Даже сейчас, выводя эти строки, я чувствую его руки на своем теле. Помню каждую родинку на его груди, каждый шрам на спине. Помню вкус его губ — горьковатый, с привкусом крепкого черного кофе. Помню его слова, те, что он шептал мне в темноте, когда мы лежали, сплетясь телами, и за окном шел дождь. „Ты — мое единственное спасение, Лиззи. В этом мире боли и грязи только ты заставляешь меня чувствовать себя человеком“. Он называл меня Лиззи. И от этого уменьшительного имени, произнесенного с его грубоватым акцентом, у меня слабели колени.
Я знала, что это грех. Знала, что наша связь обречена с самого начала. Мы встречались тайно, в сторожке лесника, на заброшенной мельнице, в его штабной машине. Каждое свидание могло стать последним. Однажды нас едва не застукали партизаны. В другой раз — его собственный адъютант, который слишком пристально на меня смотрел. Но страх лишь разжигал нашу страсть. Она стала острой, как лезвие бритвы, по которому мы оба шли босыми ногами, зная, что рано или поздно упадем…»
На этом текст обрывался. Последнее слово, «упадем», было написано особенно размашисто, а затем экран ноутбука заполняла серая рябь помех. Анна сидела, не в силах пошевелиться. Она перечитала отрывок трижды, прежде чем смысл до конца дошел до ее сознания. Ее бабушка, Елизавета Андреевна, гордая и строгая женщина, которую она помнила всегда в темных закрытых платьях и с неизменным пучком седых волос, писала это. О страсти. О запретной любви. О враге. Нацистском офицере.

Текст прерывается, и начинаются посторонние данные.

//! Collective variables: scalar projections of a trajectory used as the
//! reduced coordinates of the sampling.
//!
//! A [`CollectiveVariable`](cv::CollectiveVariable) pairs an identity with one of
//! the evaluation functions in [`cv::CvKind`] and an immutable
//! [`Normalization`](cv::Normalization) record. The [`evaluator`] functions apply a
//! CV set to a trajectory, and [`io`] reads and writes JSON definition files.

pub mod contact;
pub mod cv;
pub mod error;
pub mod evaluator;
pub mod io;
pub mod rmsd;
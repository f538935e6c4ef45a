use std::sync::Arc;

use tokio::io::AsyncReadExt;
use tokio::sync::mpsc;

use super::ring::RingBytes;

#[derive(Debug)]
pub struct LineTap {
    pub line: String,
    pub stream: LineStream,
}

#[derive(Debug, Clone, Copy, PartialEq, Eq)]
pub enum LineStream {
    Stdout,
    Stderr,
}

impl LineStream {
    fn label(&self) -> &'static str {
        match self {
            Self::Stdout => "stdout",
            Self::Stderr => "stderr",
        }
    }
}

/// Split a child stream into lines and forward them until EOF.
///
/// Raw bytes are also copied into `ring` when given. The pump runs detached; the channel
/// closing (every sender dropped) is the completion signal. An io error ends it early and is
/// logged.
pub fn pump<R>(
    mut rd: R,
    stream: LineStream,
    ring: Option<Arc<RingBytes>>,
    line_tx: mpsc::Sender<LineTap>,
    task: String,
)
where
    R: tokio::io::AsyncRead + Unpin + Send + 'static,
{
    tokio::spawn(async move {
        let total = forward(&mut rd, stream, ring.as_deref(), &line_tx, &task).await;
        tracing::debug!(target: "qcheck::task", task = %task, stream = stream.label(), bytes = total, "tool stream closed");
    });
}

async fn forward<R>(
    rd: &mut R,
    stream: LineStream,
    ring: Option<&RingBytes>,
    line_tx: &mpsc::Sender<LineTap>,
    task: &str,
) -> u64
where
    R: tokio::io::AsyncRead + Unpin,
{
    let mut buf = vec![0u8; 16 * 1024];
    let mut total = 0u64;
    let mut line_buf: Vec<u8> = Vec::with_capacity(8 * 1024);

    loop {
        let n = match rd.read(&mut buf).await {
            Ok(0) => break,
            Ok(n) => n,
            Err(e) => {
                tracing::warn!(target: "qcheck::task", task, stream = stream.label(), error = %e, "reading tool output failed");
                break;
            }
        };

        if let Some(ring) = ring {
            ring.push(&buf[..n]);
        }
        total += n as u64;

        line_buf.extend_from_slice(&buf[..n]);
        while let Some(pos) = line_buf.iter().position(|&b| b == b'\n') {
            let mut one = line_buf.drain(..=pos).collect::<Vec<u8>>();
            trim_newline(&mut one);
            let line = String::from_utf8_lossy(&one).to_string();
            if line_tx.send(LineTap { line, stream }).await.is_err() {
                return total;
            }
        }
    }

    // EOF flush: deliver the last partial line if it doesn't end with '\n'.
    if !line_buf.is_empty() {
        trim_newline(&mut line_buf);
        if !line_buf.is_empty() {
            let line = String::from_utf8_lossy(&line_buf).to_string();
            let _ = line_tx.send(LineTap { line, stream }).await;
        }
    }

    total
}

fn trim_newline(buf: &mut Vec<u8>) {
    if buf.last() == Some(&b'\n') {
        buf.pop();
    }
    if buf.last() == Some(&b'\r') {
        buf.pop();
    }
}

#[cfg(test)]
mod tests {
    use super::*;
    use tokio::io::AsyncWriteExt;

    #[tokio::test]
    async fn flushes_last_line_without_newline_on_eof() {
        let (mut wr, rd) = tokio::io::duplex(1024);
        let ring = RingBytes::new(1024);
        let (tx, mut rx) = mpsc::channel::<LineTap>(8);

        pump(rd, LineStream::Stderr, Some(ring.clone()), tx, "t".into());

        wr.write_all(b"first\r\nhello").await.unwrap();
        drop(wr);

        let tap = rx.recv().await.expect("expected first line");
        assert_eq!(tap.line, "first");
        let tap = rx.recv().await.expect("expected trailing line");
        assert_eq!(tap.line, "hello");
        assert_eq!(tap.stream, LineStream::Stderr);

        assert!(rx.recv().await.is_none());
        assert_eq!(ring.to_string_lossy(), "first\r\nhello");
    }
}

В ушах стоял шум. Она пыталась сопоставить свои детские воспоминания с этими строчками. Бабушка, которая учила ее молиться перед сном и читала на ночь жития святых. Которая говорила о грехе и добродетели. Которая никогда не вспоминала войну. Никогда. Эта бабушка жила двойной жизнью, полной тайных свиданий и обжигающей, животной страсти? Это не укладывалось в голове.
И тут она почувствовала что-то еще, кроме шока и неверия. Эхо. Странное, будоражащее эхо от этих слов в собственной душе. «Он запретил мне плакать…». «Его голос проникал под кожу, как вибрация виолончели…». «Вкус его губ — горьковатый, с привкусом крепкого черного кофе…». Она поймала себя на том, что в ее воображении вместо размытого образа нацистского офицера вдруг возникло лицо. Тонкое, с горбинкой нос, глубоко посаженные серые глаза. Она тряхнула головой, отгоняя наваждение. Это было глупо. Нелепо. Просто она слишком много думает об этом человеке, который день и ночь колдует над дневниками.